---- Given information

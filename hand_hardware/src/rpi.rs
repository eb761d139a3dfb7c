//! Raspberry Pi backend: GPIO direction lines and an MCP3008 position ADC.
use rppal::gpio::{Gpio, OutputPin};
use rppal::spi::{Bus, Mode, SlaveSelect, Spi};
use tracing::trace;

use hand_traits::{AnalogInput, BoxError, LinePair};

use crate::error::{HwError, Result};

/// One actuator's pair of direction outputs.
pub struct RpiLinePair {
    upper: OutputPin,
    lower: OutputPin,
}

impl RpiLinePair {
    /// Claim both pins as outputs, driven low.
    pub fn new(upper_pin: u8, lower_pin: u8) -> Result<Self> {
        let gpio = Gpio::new().map_err(|e| HwError::Gpio(e.to_string()))?;
        let upper = gpio
            .get(upper_pin)
            .map_err(|e| HwError::Gpio(format!("open pin {upper_pin}: {e}")))?
            .into_output_low();
        let lower = gpio
            .get(lower_pin)
            .map_err(|e| HwError::Gpio(format!("open pin {lower_pin}: {e}")))?
            .into_output_low();
        Ok(Self { upper, lower })
    }
}

impl LinePair for RpiLinePair {
    fn set_levels(&mut self, upper: bool, lower: bool) -> std::result::Result<(), BoxError> {
        if upper && lower {
            return Err(Box::new(HwError::Gpio(
                "refusing to raise both direction lines".into(),
            )));
        }
        // Lower first so the pair never passes through both-high.
        if !upper {
            self.upper.set_low();
        }
        if !lower {
            self.lower.set_low();
        }
        if upper {
            self.upper.set_high();
        }
        if lower {
            self.lower.set_high();
        }
        Ok(())
    }

    fn levels(&self) -> std::result::Result<(bool, bool), BoxError> {
        Ok((self.upper.is_set_high(), self.lower.is_set_high()))
    }
}

impl Drop for RpiLinePair {
    fn drop(&mut self) {
        self.upper.set_low();
        self.lower.set_low();
    }
}

/// MCP3008 10-bit ADC on SPI0.
pub struct Mcp3008 {
    spi: Spi,
}

impl Mcp3008 {
    pub fn new(slave: u8, clock_hz: u32) -> Result<Self> {
        let ss = match slave {
            0 => SlaveSelect::Ss0,
            1 => SlaveSelect::Ss1,
            other => return Err(HwError::Spi(format!("unsupported chip select {other}"))),
        };
        let spi = Spi::new(Bus::Spi0, ss, clock_hz, Mode::Mode0)
            .map_err(|e| HwError::Spi(e.to_string()))?;
        Ok(Self { spi })
    }
}

impl AnalogInput for Mcp3008 {
    fn read_raw(&mut self, channel: u8) -> std::result::Result<u16, BoxError> {
        if channel > 7 {
            return Err(Box::new(HwError::Channel(channel)));
        }
        // Start bit, single-ended + channel, then clock out 10 bits.
        let tx = [0x01, (0x08 | channel) << 4, 0x00];
        let mut rx = [0u8; 3];
        self.spi
            .transfer(&mut rx, &tx)
            .map_err(|e| HwError::Spi(e.to_string()))?;
        let raw = (u16::from(rx[1] & 0x03) << 8) | u16::from(rx[2]);
        trace!(channel, raw, "mcp3008 sample");
        Ok(raw)
    }
}
//! Pulse output with a self-expiring safety timeout.

use std::sync::{Arc, Mutex};
use std::time::Duration;

use hand_traits::LinePair;

use crate::calibration::FingerId;
use crate::error::{HandError, Result};
use crate::hw_error::to_report;
use crate::timer::{DriveLines, PulseTimer, SharedLines, lock_lines};
use crate::types::{Direction, FingerRuntime, PlannedCommand};

/// Drives one finger's line pair. No feedback: output plus de-assertion timer only.
#[derive(Debug)]
pub struct ActuatorDriver {
    finger: FingerId,
    lines: SharedLines,
    timer: PulseTimer,
}

impl ActuatorDriver {
    /// Take ownership of `pair`, force it low and start its timer thread.
    pub fn new(finger: FingerId, mut pair: Box<dyn LinePair + Send>) -> Result<Self> {
        pair.set_levels(false, false).map_err(to_report)?;
        let lines = Arc::new(Mutex::new(DriveLines {
            pair,
            generation: 0,
            pulse: None,
        }));
        let timer = PulseTimer::spawn(finger, Arc::clone(&lines))?;
        Ok(Self {
            finger,
            lines,
            timer,
        })
    }

    /// Assert the command's direction and arm the de-assertion timer.
    ///
    /// Any pulse still in flight is superseded: its pending expiry is replaced
    /// and can no longer release the lines. Increments the stroke counter.
    pub fn execute(&self, runtime: &mut FingerRuntime, cmd: &PlannedCommand) -> Result<()> {
        if cmd.direction == Direction::None {
            return Ok(());
        }
        let (upper, lower) = cmd.direction.levels();
        let generation = {
            let mut drive = lock_lines(&self.lines);
            drive.generation = drive.generation.wrapping_add(1);
            if let Err(e) = drive.pair.set_levels(upper, lower) {
                drive.release(self.finger);
                return Err(to_report(e));
            }
            drive.pulse = Some(cmd.direction);
            drive.generation
        };
        runtime.stroke_num += 1;
        if let Err(e) = self.timer.arm(generation, Duration::from_micros(cmd.duration_us)) {
            lock_lines(&self.lines).release(self.finger);
            return Err(e);
        }
        tracing::debug!(
            finger = %self.finger,
            direction = ?cmd.direction,
            duration_us = cmd.duration_us,
            stroke = runtime.stroke_num,
            "pulse"
        );
        Ok(())
    }

    /// Hard stop: cancel the pending expiry and force both lines low.
    pub fn abort(&self) -> Result<()> {
        {
            let mut drive = lock_lines(&self.lines);
            drive.generation = drive.generation.wrapping_add(1);
            drive.release(self.finger);
        }
        self.timer.cancel()
    }

    /// Direction currently asserted, read back from the lines themselves.
    ///
    /// Both lines high is reported as a hardware fault.
    pub fn live_direction(&self) -> Result<Direction> {
        let levels = lock_lines(&self.lines).pair.levels().map_err(to_report)?;
        match levels {
            (false, false) => Ok(Direction::None),
            (true, false) => Ok(Direction::Extend),
            (false, true) => Ok(Direction::Contract),
            (true, true) => Err(eyre::Report::new(HandError::HardwareFault(format!(
                "both direction lines of {} are high",
                self.finger
            )))),
        }
    }

    /// Whether a pulse issued by this driver has neither expired nor been aborted.
    pub fn is_pulsing(&self) -> bool {
        lock_lines(&self.lines).pulse.is_some()
    }
}
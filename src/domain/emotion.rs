//! Emotion labels and per-face confidence maps.
//!
//! [`EmotionScores`] keeps the detector's own key order. The order matters:
//! it is the order the map is serialized in, and it breaks ties when picking
//! the dominant label.

use std::fmt;

use serde::ser::SerializeMap;
use serde::{Serialize, Serializer};

/// The fixed label set produced by the bundled emotion classifier.
///
/// Declaration order matches the classifier's output layout.
#[derive(Debug, Clone, Copy, PartialEq, Eq, Hash)]
pub enum Emotion {
    /// Anger.
    Angry,
    /// Disgust.
    Disgust,
    /// Fear.
    Fear,
    /// Happiness.
    Happy,
    /// Sadness.
    Sad,
    /// Surprise.
    Surprise,
    /// No discernible emotion.
    Neutral,
}

impl Emotion {
    /// All labels in classifier output order.
    pub const ALL: [Self; 7] = [
        Self::Angry,
        Self::Disgust,
        Self::Fear,
        Self::Happy,
        Self::Sad,
        Self::Surprise,
        Self::Neutral,
    ];

    /// Returns the wire label (lowercase).
    #[must_use]
    pub const fn as_str(self) -> &'static str {
        match self {
            Self::Angry => "angry",
            Self::Disgust => "disgust",
            Self::Fear => "fear",
            Self::Happy => "happy",
            Self::Sad => "sad",
            Self::Surprise => "surprise",
            Self::Neutral => "neutral",
        }
    }
}

impl fmt::Display for Emotion {
    fn fmt(&self, f: &mut fmt::Formatter<'_>) -> fmt::Result {
        f.write_str(self.as_str())
    }
}

/// Confidence per emotion label for one detected face.
///
/// Insertion-ordered. Serializes as a JSON object whose keys appear in
/// insertion order. Inserting an existing label overwrites its score in
/// place.
#[derive(Debug, Clone, Default, PartialEq)]
pub struct EmotionScores {
    entries: Vec<(String, f64)>,
}

impl EmotionScores {
    /// Creates an empty score map.
    #[must_use]
    pub fn new() -> Self {
        Self::default()
    }

    /// Sets the score for `label`, keeping its original position if present.
    pub fn insert(&mut self, label: impl Into<String>, score: f64) {
        let label = label.into();
        if let Some(entry) = self.entries.iter_mut().find(|(l, _)| *l == label) {
            entry.1 = score;
        } else {
            self.entries.push((label, score));
        }
    }

    /// Returns the score for `label`, if present.
    #[must_use]
    pub fn get(&self, label: &str) -> Option<f64> {
        self.entries
            .iter()
            .find(|(l, _)| l == label)
            .map(|(_, score)| *score)
    }

    /// Iterates `(label, score)` pairs in insertion order.
    pub fn iter(&self) -> impl Iterator<Item = (&str, f64)> {
        self.entries.iter().map(|(l, s)| (l.as_str(), *s))
    }

    /// Number of labels.
    #[must_use]
    pub fn len(&self) -> usize {
        self.entries.len()
    }

    /// Returns `true` if no label has been inserted.
    #[must_use]
    pub fn is_empty(&self) -> bool {
        self.entries.is_empty()
    }

    /// Returns the label with the highest score.
    ///
    /// Scans in insertion order and only replaces the current best on a
    /// strictly greater score, so the first label wins exact ties. A `NaN`
    /// never displaces the current best. Returns `None` for an empty map.
    #[must_use]
    pub fn dominant(&self) -> Option<&str> {
        let mut entries = self.entries.iter();
        let (first_label, first_score) = entries.next()?;
        let (mut best_label, mut best_score) = (first_label, *first_score);
        for (label, score) in entries {
            if *score > best_score {
                best_label = label;
                best_score = *score;
            }
        }
        Some(best_label.as_str())
    }
}

impl<L: Into<String>> FromIterator<(L, f64)> for EmotionScores {
    fn from_iter<I: IntoIterator<Item = (L, f64)>>(iter: I) -> Self {
        let mut scores = Self::new();
        for (label, score) in iter {
            scores.insert(label, score);
        }
        scores
    }
}

impl Serialize for EmotionScores {
    fn serialize<S: Serializer>(&self, serializer: S) -> Result<S::Ok, S::Error> {
        let mut map = serializer.serialize_map(Some(self.entries.len()))?;
        for (label, score) in &self.entries {
            map.serialize_entry(label, score)?;
        }
        map.end()
    }
}
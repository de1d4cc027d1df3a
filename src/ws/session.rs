//! WebSocket session: state machine and the receive/process/respond loop.
//!
//! One session owns one connection. The loop reads one message, answers it
//! with exactly one response, and only then reads the next. Per-frame
//! failures (panics included) become error responses. Only the transport
//! going away or a failed send ends the session.

use std::fmt;

use axum::extract::ws::{Message, WebSocket};
use futures_util::{Sink, SinkExt, Stream, StreamExt};
use uuid::Uuid;

use crate::error::FrameError;
use crate::service::FrameProcessor;

/// Lifecycle of a session.
///
/// `Connecting → Open → Closing → Closed`, or `Connecting → Closed` when the
/// upgrade fails.
#[derive(Debug, Clone, Copy, PartialEq, Eq)]
pub enum SessionState {
    /// Upgrade in progress.
    Connecting,
    /// Exchanging messages.
    Open,
    /// Loop finished; closing the transport.
    Closing,
    /// Transport released.
    Closed,
}

impl SessionState {
    /// Returns `true` if moving from `self` to `next` is allowed.
    #[must_use]
    pub const fn can_transition_to(self, next: Self) -> bool {
        matches!(
            (self, next),
            (Self::Connecting, Self::Open | Self::Closed)
                | (Self::Open, Self::Closing)
                | (Self::Closing, Self::Closed)
        )
    }
}

impl fmt::Display for SessionState {
    fn fmt(&self, f: &mut fmt::Formatter<'_>) -> fmt::Result {
        let s = match self {
            Self::Connecting => "connecting",
            Self::Open => "open",
            Self::Closing => "closing",
            Self::Closed => "closed",
        };
        f.write_str(s)
    }
}

/// Identity and lifecycle state of one client connection.
#[derive(Debug, Clone)]
pub struct Session {
    id: Uuid,
    client: String,
    state: SessionState,
}

impl Session {
    /// Creates a session in [`SessionState::Connecting`].
    #[must_use]
    pub fn new(client: impl Into<String>) -> Self {
        Self {
            id: Uuid::new_v4(),
            client: client.into(),
            state: SessionState::Connecting,
        }
    }

    /// Unique session id.
    #[must_use]
    pub const fn id(&self) -> Uuid {
        self.id
    }

    /// Client address.
    #[must_use]
    pub fn client(&self) -> &str {
        &self.client
    }

    /// Current state.
    #[must_use]
    pub const fn state(&self) -> SessionState {
        self.state
    }

    /// Moves to `next` if the transition is legal. Returns whether it moved.
    #[must_use]
    pub fn transition(&mut self, next: SessionState) -> bool {
        if !self.state.can_transition_to(next) {
            tracing::debug!(from = %self.state, to = %next, "ignored illegal session transition");
            return false;
        }
        tracing::debug!(from = %self.state, to = %next, "session transition");
        self.state = next;
        true
    }

    /// Records a failed upgrade: logs it and moves `Connecting → Closed`.
    pub fn fail_accept(&mut self, error: &dyn fmt::Display) {
        tracing::warn!(%error, "websocket accept failed; session discarded");
        if !self.transition(SessionState::Closed) {
            tracing::debug!(state = %self.state, "accept failure after the session left connecting");
        }
    }
}

/// Why the message loop stopped.
#[derive(Debug, Clone, PartialEq, Eq)]
pub enum SessionEnd {
    /// The peer closed the connection. Not an error.
    PeerClosed,
    /// Receiving failed at the transport level.
    TransportError(String),
    /// A response could not be delivered.
    SendFailed(String),
}

impl SessionEnd {
    /// Returns `true` unless the peer closed normally.
    #[must_use]
    pub const fn is_error(&self) -> bool {
        !matches!(self, Self::PeerClosed)
    }
}

impl fmt::Display for SessionEnd {
    fn fmt(&self, f: &mut fmt::Formatter<'_>) -> fmt::Result {
        match self {
            Self::PeerClosed => f.write_str("peer closed the connection"),
            Self::TransportError(e) => write!(f, "transport error: {e}"),
            Self::SendFailed(e) => write!(f, "failed to send response: {e}"),
        }
    }
}

/// Drives one accepted WebSocket until it ends, then closes it.
pub async fn run_session(socket: WebSocket, processor: FrameProcessor, mut session: Session) {
    let (mut ws_tx, mut ws_rx) = socket.split();
    drive_session(&mut ws_rx, &mut ws_tx, &processor, &mut session).await;
}

/// Opens `session`, runs the message loop, logs why it ended, and closes
/// the transport.
///
/// Returns `None` without reading anything if `session` is no longer
/// connecting. The transport is still closed in that case.
pub async fn drive_session<R, W, E>(
    rx: &mut R,
    tx: &mut W,
    processor: &FrameProcessor,
    session: &mut Session,
) -> Option<SessionEnd>
where
    R: Stream<Item = Result<Message, E>> + Unpin,
    E: fmt::Display,
    W: Sink<Message> + Unpin,
    W::Error: fmt::Display,
{
    if !session.transition(SessionState::Open) {
        tracing::warn!(state = %session.state(), "session cannot open; dropping connection");
        close_transport(tx, session).await;
        return None;
    }
    tracing::info!("websocket connection established");

    let end = message_loop(rx, tx, processor).await;
    if end.is_error() {
        tracing::error!(reason = %end, "websocket session ended with error");
    } else {
        tracing::info!("websocket connection closed");
    }

    close_transport(tx, session).await;
    Some(end)
}

/// Best-effort close. A failing close is logged and swallowed.
async fn close_transport<W>(tx: &mut W, session: &mut Session)
where
    W: Sink<Message> + Unpin,
    W::Error: fmt::Display,
{
    if !session.transition(SessionState::Closing) {
        tracing::debug!(state = %session.state(), "closing a session that was never open");
    }
    if let Err(error) = tx.close().await {
        tracing::debug!(%error, "close after session end failed");
    }
    if !session.transition(SessionState::Closed) {
        tracing::debug!(state = %session.state(), "session already closed");
    }
}

/// Receive → process → respond until the stream ends or a transport step
/// fails.
///
/// Text frames are processed on a blocking thread and answered with exactly
/// one message, even if processing panics. Binary frames are answered with
/// a processing error. Ping and pong frames are skipped.
pub async fn message_loop<R, W, E>(
    rx: &mut R,
    tx: &mut W,
    processor: &FrameProcessor,
) -> SessionEnd
where
    R: Stream<Item = Result<Message, E>> + Unpin,
    E: fmt::Display,
    W: Sink<Message> + Unpin,
    W::Error: fmt::Display,
{
    loop {
        let response = match rx.next().await {
            None | Some(Ok(Message::Close(_))) => return SessionEnd::PeerClosed,
            Some(Err(e)) => return SessionEnd::TransportError(e.to_string()),
            Some(Ok(Message::Text(text))) => {
                let worker = processor.clone();
                match tokio::task::spawn_blocking(move || worker.process(text.as_str())).await {
                    Ok(response) => response,
                    Err(e) => processor.reject(&FrameError::Panicked(e.to_string())),
                }
            }
            Some(Ok(Message::Binary(_))) => processor.reject(&FrameError::NotText),
            Some(Ok(_)) => continue,
        };

        if let Err(e) = tx.send(Message::text(response.to_json())).await {
            return SessionEnd::SendFailed(e.to_string());
        }
    }
}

--------

▸ **Task brief**: Looking at the material above, count the lines where the word "SharedLines" occurs, and answer with that count alone.

▸ **Answer**: 2